Distributed on the Wednesday following the first Monday of each month.
State Climatology Office - DNR Waters
WHAT HAS HAPPENED
- precipitation totals for April 2006 were well above the historical average in the southern two thirds of Minnesota. Near to below average precipitation totals were reported in much of the northern one third of the state. Along the southern tier of Minnesota counties, April rainfall totals ranged from six to eight inches. These totals were three to five inches above long-term averages. For many communities in far southern Minnesota, it was the wettest April on record.
- the heaviest rainfall events of April occurred during the first and last weeks of the month. Rainfall totals topped three inches during the first week of April along the southern tier of Minnesota counties. An April 6-7 event broke daily rainfall records for Fairmont, Albert Lea, Rochester, and elsewhere. On April 6, 2.58 inches of rain fell at the Twin Cities International Airport, the wettest April day of the modern record. The month of April ended on a wet note as well. A remarkably persistent rain event dropped one to three inches of rain over a large portion of Minnesota during the final three days of the month.

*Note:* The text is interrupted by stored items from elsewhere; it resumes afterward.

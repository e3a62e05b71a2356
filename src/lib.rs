//! # DropShelf — 拖放暂存货架核心库
//!
//! ## 架构总览
//!
//! ```text
//! ┌──────────────────────────────────────────────────────────┐
//! │          展示层 / 平台拖放传输（外部协作者）             │
//! │   拖入事件 ─┐              ┌─ 拖出事件     WindowHost    │
//! └─────────────┼──────────────┼─────────────────────┼───────┘
//!               ↓              ↓                     ↓
//! ┌──────────────────────────────────────────────────────────┐
//! │  app ──────── ShelfApp（组合根）                          │
//! │                                                          │
//! │  ┌─ transfer ── 数据包 + 流水线                           │
//! │  │   ├─ ingest     拖入：识别格式 → 捕获条目 → 入集合    │
//! │  │   ├─ thumbnail  两阶段缩略图，失败回退图标            │
//! │  │   ├─ export     拖出：条目 → 数据包（位图落临时文件） │
//! │  │   └─ deferral   延迟信号，所有路径恰好完成一次        │
//! │  │                                                       │
//! │  ├─ shelf ───── 条目模型 + 可观察集合 + 格式化 + 图标      │
//! │  ├─ window ──── 外观策略 + 激活状态机 + 视图与同步桥       │
//! │  ├─ storage ─── 文件句柄 / 位图流 / 临时目录              │
//! │  ├─ settings ── JSON 设置                                 │
//! │  └─ error ───── ShelfError（统一错误类型）                │
//! └──────────────────────────────────────────────────────────┘
//! ```
//!
//! ## 模块职责
//!
//! | 模块 | 职责 |
//! |------|------|
//! | [`error`] | 统一错误类型 `ShelfError`，可序列化为字符串 |
//! | [`settings`] | 设置文件读写、窗口与文案配置、同步模式 |
//! | [`storage`] | 文件 / 文件夹句柄、位图流、应用私有临时目录 |
//! | [`shelf`] | 条目模型、共享集合、大小格式化、类型图标 |
//! | [`transfer`] | 拖入 / 拖出数据包与流水线 |
//! | [`window`] | 窗口外观、激活状态机、多窗口视图同步 |
//! | [`app`] | 组装以上模块的 `ShelfApp` |

pub mod app;
pub mod error;
pub mod settings;
pub mod shelf;
pub mod storage;
pub mod transfer;
pub mod window;

pub use app::ShelfApp;
pub use error::{Result, ShelfError};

- April 2006 monthly mean temperatures were very warm throughout Minnesota. April mean temperatures exceeded the historical average by four to eight degrees. Daily mean temperatures during a nine-day period in mid-April were consistently 10 to 20 degrees above normal. Many new records were broken in southern Minnesota on April 13 when maximum temperatures reached well into the 80's. The temperature extremes for April ranged from 90 degrees at St. James (Watonwan county) on the 13th, to 9 degrees at Embarrass (St. Louis county) on the 8th.
WHERE WE STAND NOW
- the prolonged high water season continues on the Red River. Water levels along the northern reaches of the river are finally expected to drop below flood stage by week's end. However, water levels along the southern portions of the river may again rise slightly above flood stage during the next day or two.

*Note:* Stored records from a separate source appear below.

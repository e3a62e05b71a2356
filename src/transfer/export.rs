//! # 拖出流水线
//!
//! ## 设计思路
//!
//! 将条目转换为交给平台的拖出数据包，请求的操作始终为复制：
//!
//! - 文件 / 文件夹：直接附加存储句柄
//! - 文本：附加完整文本
//! - 位图：复制条目的流并写入应用私有临时目录下的新文件，
//!   同时附加该临时文件与位图流（双重表示，接收方各取所需）
//!
//! ## 实现思路
//!
//! - 条目自身的位图流从不被读取，每次导出都取独立副本，重复导出结果逐字节一致。
//! - 临时文件名为"前缀 + UUID v4 + 固定扩展名"，已存在时直接覆盖。
//! - `export` 返回 `Result` 供调用方区分失败原因；`begin_drag` 吞掉失败，
//!   导出失败的拖动不携带任何数据。

use std::path::{Path, PathBuf};

use tokio::io::AsyncWriteExt;
use uuid::Uuid;

use super::{DataPackage, DragOperation};
use crate::error::{Result, ShelfError};
use crate::settings::ShelfSettings;
use crate::shelf::{ItemPayload, ShelfItem};
use crate::storage::{self, BitmapStream, StorageEntry, StorageFile, TempStorageInfo};

/// 拖出导出器
#[derive(Debug, Clone)]
pub struct DragExporter {
    temp_dir: PathBuf,
    file_prefix: String,
    file_extension: String,
}

impl DragExporter {
    pub fn new(settings: &ShelfSettings) -> Self {
        Self {
            temp_dir: settings.temp_dir(),
            file_prefix: settings.temp_file_prefix.clone(),
            file_extension: settings.temp_file_extension.clone(),
        }
    }

    pub fn temp_dir(&self) -> &Path {
        &self.temp_dir
    }

    /// 拖动开始：导出条目，失败时返回 `None`
    pub async fn begin_drag(&self, item: &ShelfItem) -> Option<DataPackage> {
        match self.export(item).await {
            Ok(package) => Some(package),
            Err(err) => {
                log::warn!("⚠️ 拖出导出失败，本次拖动不携带数据: {}", err);
                None
            }
        }
    }

    /// 将条目转换为拖出数据包
    pub async fn export(&self, item: &ShelfItem) -> Result<DataPackage> {
        let mut package = DataPackage::default();

        match item.payload() {
            ItemPayload::File(file) => {
                package.storage_items.push(StorageEntry::File(file.clone()));
            }
            ItemPayload::Folder(folder) => {
                package.storage_items.push(StorageEntry::Folder(folder.clone()));
            }
            ItemPayload::Text(text) => {
                package.text = Some(text.clone());
            }
            ItemPayload::Bitmap(stream) => {
                let temp_file = self.materialize_bitmap(stream).await?;
                package.storage_items.push(StorageEntry::File(temp_file));
                package.bitmap = Some(stream.duplicate());
            }
        }

        package.requested_operation = DragOperation::Copy;
        log::info!("📤 已导出条目 {:?}（{:?}）", item.id(), item.kind());
        Ok(package)
    }

    /// 将位图写入新的临时文件
    async fn materialize_bitmap(&self, stream: &BitmapStream) -> Result<StorageFile> {
        let temp_dir = storage::ensure_temp_dir(&self.temp_dir)
            .await
            .map_err(|e| ShelfError::Export(e.to_string()))?;

        let file_name = format!(
            "{}{}.{}",
            self.file_prefix,
            Uuid::new_v4(),
            self.file_extension
        );
        let path = temp_dir.join(file_name);

        if let Err(err) = write_stream(&path, stream.duplicate()).await {
            if let Err(cleanup) = tokio::fs::remove_file(&path).await {
                log::debug!("清理未写完的临时文件失败: {}", cleanup);
            }
            return Err(ShelfError::Export(format!(
                "写入临时文件 '{}' 失败: {}",
                path.display(),
                err
            )));
        }

        log::debug!("💾 位图已写入临时文件: {}", path.display());
        Ok(StorageFile::new(path))
    }

    /// 删除临时目录中本应用生成的导出文件
    ///
    /// 只匹配"前缀 + 扩展名"的文件，返回删除数量。
    pub fn purge_temp_files(&self) -> Result<usize> {
        if !self.temp_dir.exists() {
            return Ok(0);
        }

        let suffix = format!(".{}", self.file_extension);
        let mut removed = 0;
        for entry in std::fs::read_dir(&self.temp_dir)?.flatten() {
            let name = entry.file_name().to_string_lossy().to_string();
            let is_export = name.starts_with(&self.file_prefix) && name.ends_with(&suffix);
            if !is_export || !entry.path().is_file() {
                continue;
            }
            match std::fs::remove_file(entry.path()) {
                Ok(()) => removed += 1,
                Err(err) => log::warn!("删除临时文件 '{}' 失败: {}", name, err),
            }
        }

        if removed > 0 {
            log::info!("🧹 已清理 {} 个临时导出文件", removed);
        }
        Ok(removed)
    }

    pub fn temp_storage_info(&self) -> TempStorageInfo {
        storage::temp_storage_info(&self.temp_dir)
    }
}

async fn write_stream(path: &Path, stream: BitmapStream) -> std::io::Result<()> {
    let mut file = tokio::fs::File::create(path).await?;
    let mut reader = stream.into_reader();
    tokio::io::copy(&mut reader, &mut file).await?;
    file.flush().await?;
    Ok(())
}

#[cfg(test)]
mod tests {
    use super::*;
    use crate::shelf::{IconGlyph, ItemPresentation};
    use crate::storage::StorageFolder;

    fn item(payload: ItemPayload) -> ShelfItem {
        ShelfItem::new(
            ItemPresentation {
                display_name: "x".to_string(),
                description: "x".to_string(),
                icon: IconGlyph::Document,
                size_text: String::new(),
            },
            payload,
        )
    }

    fn exporter_in(dir: &Path) -> DragExporter {
        let mut settings = ShelfSettings::default();
        settings.temp_dir = Some(dir.to_path_buf());
        DragExporter::new(&settings)
    }

    #[tokio::test]
    async fn file_and_folder_export_their_handles() {
        let dir = tempfile::tempdir().expect("tempdir");
        let exporter = exporter_in(dir.path());

        let file = StorageFile::new("/tmp/a.txt");
        let package = exporter
            .export(&item(ItemPayload::File(file.clone())))
            .await
            .expect("export");
        assert_eq!(package.storage_items, vec![StorageEntry::File(file)]);
        assert_eq!(package.requested_operation, DragOperation::Copy);

        let folder = StorageFolder::new("/tmp");
        let package = exporter
            .export(&item(ItemPayload::Folder(folder.clone())))
            .await
            .expect("export");
        assert_eq!(package.storage_items, vec![StorageEntry::Folder(folder)]);
    }

    #[tokio::test]
    async fn text_export_carries_full_text() {
        let dir = tempfile::tempdir().expect("tempdir");
        let long = "x".repeat(200);
        let package = exporter_in(dir.path())
            .export(&item(ItemPayload::Text(long.clone())))
            .await
            .expect("export");
        assert_eq!(package.text, Some(long));
        assert!(package.storage_items.is_empty());
    }

    #[tokio::test]
    async fn bitmap_export_writes_unique_temp_files() {
        let dir = tempfile::tempdir().expect("tempdir");
        let exporter = exporter_in(dir.path());
        let bytes = vec![7u8; 4096];
        let bitmap = item(ItemPayload::Bitmap(BitmapStream::new(bytes.clone())));

        let first = exporter.export(&bitmap).await.expect("first export");
        let second = exporter.export(&bitmap).await.expect("second export");

        let first_path = first.storage_items[0].path().to_path_buf();
        let second_path = second.storage_items[0].path().to_path_buf();
        assert_ne!(first_path, second_path);
        assert_eq!(std::fs::read(&first_path).expect("read"), bytes);
        assert_eq!(std::fs::read(&second_path).expect("read"), bytes);

        let name = first_path.file_name().unwrap().to_string_lossy().to_string();
        assert!(name.starts_with("temp_image_"));
        assert!(name.ends_with(".png"));

        let mut inline = second.bitmap.expect("inline bitmap");
        assert_eq!(inline.read_remaining().expect("read"), bytes);
    }

    #[tokio::test]
    async fn bitmap_export_creates_missing_temp_dir() {
        let dir = tempfile::tempdir().expect("tempdir");
        let exporter = exporter_in(&dir.path().join("not").join("yet"));
        let bitmap = item(ItemPayload::Bitmap(BitmapStream::new(vec![9u8; 8])));

        let package = exporter.export(&bitmap).await.expect("export");
        assert!(package.storage_items[0].path().starts_with(exporter.temp_dir()));
        assert!(exporter.temp_dir().is_dir());
    }

    #[tokio::test]
    async fn export_failure_yields_no_payload() {
        let dir = tempfile::tempdir().expect("tempdir");
        // 临时目录路径被普通文件占用，无法创建目录
        let blocker = dir.path().join("blocked");
        std::fs::write(&blocker, b"").expect("write");
        let exporter = exporter_in(&blocker.join("nested"));

        let bitmap = item(ItemPayload::Bitmap(BitmapStream::new(vec![1u8, 2, 3])));
        assert!(matches!(
            exporter.export(&bitmap).await,
            Err(ShelfError::Export(_))
        ));
        assert!(exporter.begin_drag(&bitmap).await.is_none());
    }

    #[tokio::test]
    async fn purge_only_removes_export_files() {
        let dir = tempfile::tempdir().expect("tempdir");
        let exporter = exporter_in(dir.path());
        let bitmap = item(ItemPayload::Bitmap(BitmapStream::new(vec![1u8; 16])));
        exporter.export(&bitmap).await.expect("export");
        exporter.export(&bitmap).await.expect("export");
        std::fs::write(dir.path().join("keep.png"), b"user").expect("write");

        assert_eq!(exporter.temp_storage_info().file_count, 3);
        assert_eq!(exporter.purge_temp_files().expect("purge"), 2);
        assert!(dir.path().join("keep.png").exists());
        assert_eq!(exporter.temp_storage_info().file_count, 1);
    }
}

- as of April 25, the National Drought Mitigation Center (NDMC) - U. S. Drought Monitor indicated that all Minnesota counties are free of drought designations. The NDMC index is a blend of science and subjectivity where intensity categories are based on six key indicators and numerous supplementary indicators.
- the Minnesota Agricultural Statistics Service reports that as of April 28, the state's topsoil moisture was 2% very short, 10% short, 75% adequate, and 13% surplus. This evaluation was made before the weekend rains affected most of Minnesota's agricultural regions.
- all of Minnesota's lakes are free of ice. Very warm temperatures during mid-April led to early lake ice-out in northern Minnesota. Lake ice-out was seven to fourteen days earlier than the historical average in many northern locations. In the southern half of Minnesota, lake ice-out was one to three days earlier than average.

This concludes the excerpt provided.